WHAT YOU ARE ASKED TO DO:
Within these entries, which lines include the string "composes"? Copy each one.

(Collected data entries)
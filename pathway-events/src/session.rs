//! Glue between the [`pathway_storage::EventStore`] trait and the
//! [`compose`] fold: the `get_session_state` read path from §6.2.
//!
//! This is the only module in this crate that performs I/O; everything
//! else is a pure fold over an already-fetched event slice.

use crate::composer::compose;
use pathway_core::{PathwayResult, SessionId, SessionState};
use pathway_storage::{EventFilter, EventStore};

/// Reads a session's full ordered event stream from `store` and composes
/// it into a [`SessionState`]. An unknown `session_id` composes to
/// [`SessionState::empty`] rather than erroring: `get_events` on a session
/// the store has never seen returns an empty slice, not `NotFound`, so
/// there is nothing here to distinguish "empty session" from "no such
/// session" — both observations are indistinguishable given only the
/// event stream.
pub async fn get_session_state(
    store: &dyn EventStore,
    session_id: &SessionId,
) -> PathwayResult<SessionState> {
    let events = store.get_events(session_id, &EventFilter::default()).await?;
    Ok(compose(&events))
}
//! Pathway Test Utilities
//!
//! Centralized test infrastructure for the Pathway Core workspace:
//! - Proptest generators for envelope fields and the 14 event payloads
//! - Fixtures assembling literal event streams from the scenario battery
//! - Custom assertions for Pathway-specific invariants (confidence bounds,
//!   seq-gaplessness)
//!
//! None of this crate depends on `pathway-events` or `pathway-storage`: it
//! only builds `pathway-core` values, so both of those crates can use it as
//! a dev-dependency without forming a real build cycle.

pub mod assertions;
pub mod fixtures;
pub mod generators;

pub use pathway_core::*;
* * *
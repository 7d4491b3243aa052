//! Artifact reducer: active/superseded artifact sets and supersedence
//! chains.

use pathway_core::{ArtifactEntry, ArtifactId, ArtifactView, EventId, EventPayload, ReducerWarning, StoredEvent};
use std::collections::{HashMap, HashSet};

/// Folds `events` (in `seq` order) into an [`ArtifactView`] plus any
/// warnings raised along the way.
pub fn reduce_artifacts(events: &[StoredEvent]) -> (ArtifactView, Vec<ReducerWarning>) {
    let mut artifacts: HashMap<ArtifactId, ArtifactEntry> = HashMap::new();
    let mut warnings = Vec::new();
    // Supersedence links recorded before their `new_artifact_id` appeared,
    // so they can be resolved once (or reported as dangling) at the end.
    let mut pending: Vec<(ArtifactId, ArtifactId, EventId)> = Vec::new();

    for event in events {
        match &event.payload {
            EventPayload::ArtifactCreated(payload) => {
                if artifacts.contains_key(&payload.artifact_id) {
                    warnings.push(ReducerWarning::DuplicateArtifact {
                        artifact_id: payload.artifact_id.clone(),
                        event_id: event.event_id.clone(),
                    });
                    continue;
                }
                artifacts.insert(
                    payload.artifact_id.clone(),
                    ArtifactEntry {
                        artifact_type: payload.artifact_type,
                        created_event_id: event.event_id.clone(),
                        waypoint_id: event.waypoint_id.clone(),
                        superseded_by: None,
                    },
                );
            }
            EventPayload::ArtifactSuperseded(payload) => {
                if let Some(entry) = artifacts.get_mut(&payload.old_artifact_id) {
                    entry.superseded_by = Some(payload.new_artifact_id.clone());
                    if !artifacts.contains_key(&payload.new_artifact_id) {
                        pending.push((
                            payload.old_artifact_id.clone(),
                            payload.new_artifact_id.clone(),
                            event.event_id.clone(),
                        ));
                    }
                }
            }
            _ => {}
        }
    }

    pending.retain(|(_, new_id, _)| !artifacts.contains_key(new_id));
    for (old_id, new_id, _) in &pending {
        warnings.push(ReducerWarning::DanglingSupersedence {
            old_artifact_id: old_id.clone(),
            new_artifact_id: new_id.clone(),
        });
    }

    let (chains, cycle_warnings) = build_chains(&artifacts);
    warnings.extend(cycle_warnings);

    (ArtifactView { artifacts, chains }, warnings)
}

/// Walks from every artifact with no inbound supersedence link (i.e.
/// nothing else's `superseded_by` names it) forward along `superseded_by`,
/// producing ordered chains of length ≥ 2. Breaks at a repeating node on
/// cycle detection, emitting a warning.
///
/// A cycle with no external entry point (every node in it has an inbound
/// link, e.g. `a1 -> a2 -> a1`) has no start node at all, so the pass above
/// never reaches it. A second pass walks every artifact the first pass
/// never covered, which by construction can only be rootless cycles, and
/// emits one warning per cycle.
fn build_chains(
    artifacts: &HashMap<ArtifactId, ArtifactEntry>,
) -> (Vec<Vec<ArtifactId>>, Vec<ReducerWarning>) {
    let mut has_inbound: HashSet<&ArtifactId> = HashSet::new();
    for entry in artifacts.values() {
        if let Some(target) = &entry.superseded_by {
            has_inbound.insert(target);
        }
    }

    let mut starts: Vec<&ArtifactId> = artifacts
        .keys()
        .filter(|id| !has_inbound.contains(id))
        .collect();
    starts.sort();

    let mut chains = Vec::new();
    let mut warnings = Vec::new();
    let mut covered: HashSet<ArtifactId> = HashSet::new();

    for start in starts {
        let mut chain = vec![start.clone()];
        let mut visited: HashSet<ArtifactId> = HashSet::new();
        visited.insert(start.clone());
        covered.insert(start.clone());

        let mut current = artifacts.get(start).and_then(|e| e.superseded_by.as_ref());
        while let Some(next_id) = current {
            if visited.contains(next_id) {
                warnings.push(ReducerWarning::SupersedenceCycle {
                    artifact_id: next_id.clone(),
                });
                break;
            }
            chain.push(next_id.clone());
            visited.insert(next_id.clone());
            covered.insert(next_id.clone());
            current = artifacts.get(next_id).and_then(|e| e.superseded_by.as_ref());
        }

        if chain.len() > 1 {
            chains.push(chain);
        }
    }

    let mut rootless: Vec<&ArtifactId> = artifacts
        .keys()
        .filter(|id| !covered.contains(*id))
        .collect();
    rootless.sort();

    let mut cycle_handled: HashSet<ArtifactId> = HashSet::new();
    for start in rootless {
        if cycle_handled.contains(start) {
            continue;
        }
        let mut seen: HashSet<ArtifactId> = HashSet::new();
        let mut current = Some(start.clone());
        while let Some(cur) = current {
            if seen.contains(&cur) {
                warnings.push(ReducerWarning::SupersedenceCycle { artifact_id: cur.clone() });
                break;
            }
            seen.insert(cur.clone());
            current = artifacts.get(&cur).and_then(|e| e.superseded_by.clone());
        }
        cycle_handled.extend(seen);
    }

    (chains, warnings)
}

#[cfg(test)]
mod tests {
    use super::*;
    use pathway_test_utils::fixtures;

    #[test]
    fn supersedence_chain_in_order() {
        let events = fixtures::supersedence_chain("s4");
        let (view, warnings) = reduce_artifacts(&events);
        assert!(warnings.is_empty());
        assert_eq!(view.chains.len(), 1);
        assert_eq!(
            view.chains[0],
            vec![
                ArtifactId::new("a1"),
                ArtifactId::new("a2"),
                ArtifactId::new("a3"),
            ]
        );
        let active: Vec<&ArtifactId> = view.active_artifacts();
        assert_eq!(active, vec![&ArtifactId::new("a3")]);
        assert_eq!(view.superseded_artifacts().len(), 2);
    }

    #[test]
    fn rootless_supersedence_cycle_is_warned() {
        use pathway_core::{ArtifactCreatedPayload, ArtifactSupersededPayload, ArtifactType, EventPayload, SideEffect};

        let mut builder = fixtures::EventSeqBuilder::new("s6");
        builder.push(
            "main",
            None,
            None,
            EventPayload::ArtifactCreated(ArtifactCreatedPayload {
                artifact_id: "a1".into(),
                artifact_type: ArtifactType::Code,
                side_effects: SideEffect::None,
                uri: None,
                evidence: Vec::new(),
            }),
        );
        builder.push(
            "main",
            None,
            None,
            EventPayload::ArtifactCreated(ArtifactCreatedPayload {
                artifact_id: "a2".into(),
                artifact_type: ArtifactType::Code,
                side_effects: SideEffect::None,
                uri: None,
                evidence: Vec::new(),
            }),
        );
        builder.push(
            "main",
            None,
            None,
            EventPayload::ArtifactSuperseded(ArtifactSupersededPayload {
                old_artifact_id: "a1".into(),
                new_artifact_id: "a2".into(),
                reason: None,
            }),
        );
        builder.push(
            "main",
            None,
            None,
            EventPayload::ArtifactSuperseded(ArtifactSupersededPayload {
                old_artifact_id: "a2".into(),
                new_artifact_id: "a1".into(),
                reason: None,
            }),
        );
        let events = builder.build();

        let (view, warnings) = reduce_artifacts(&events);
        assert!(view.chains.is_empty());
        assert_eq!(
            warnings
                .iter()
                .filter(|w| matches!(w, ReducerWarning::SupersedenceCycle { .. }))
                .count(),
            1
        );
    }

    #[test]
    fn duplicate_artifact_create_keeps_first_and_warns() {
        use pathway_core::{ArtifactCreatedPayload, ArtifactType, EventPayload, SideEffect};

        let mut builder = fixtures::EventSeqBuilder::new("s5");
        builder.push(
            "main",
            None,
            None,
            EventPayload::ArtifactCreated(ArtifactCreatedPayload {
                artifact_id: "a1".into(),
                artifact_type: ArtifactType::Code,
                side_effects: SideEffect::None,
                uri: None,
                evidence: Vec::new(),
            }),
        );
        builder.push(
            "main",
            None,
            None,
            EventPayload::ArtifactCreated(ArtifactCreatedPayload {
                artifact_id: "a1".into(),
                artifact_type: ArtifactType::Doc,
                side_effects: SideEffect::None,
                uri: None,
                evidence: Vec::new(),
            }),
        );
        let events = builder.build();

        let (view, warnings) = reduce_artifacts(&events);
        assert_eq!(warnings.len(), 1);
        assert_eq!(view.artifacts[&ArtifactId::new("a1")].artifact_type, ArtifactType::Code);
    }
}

OUTPUT OF THE TASK:
/// Reads a session's full ordered event stream from `store` and composes
/// it into a [`SessionState`]. An unknown `session_id` composes to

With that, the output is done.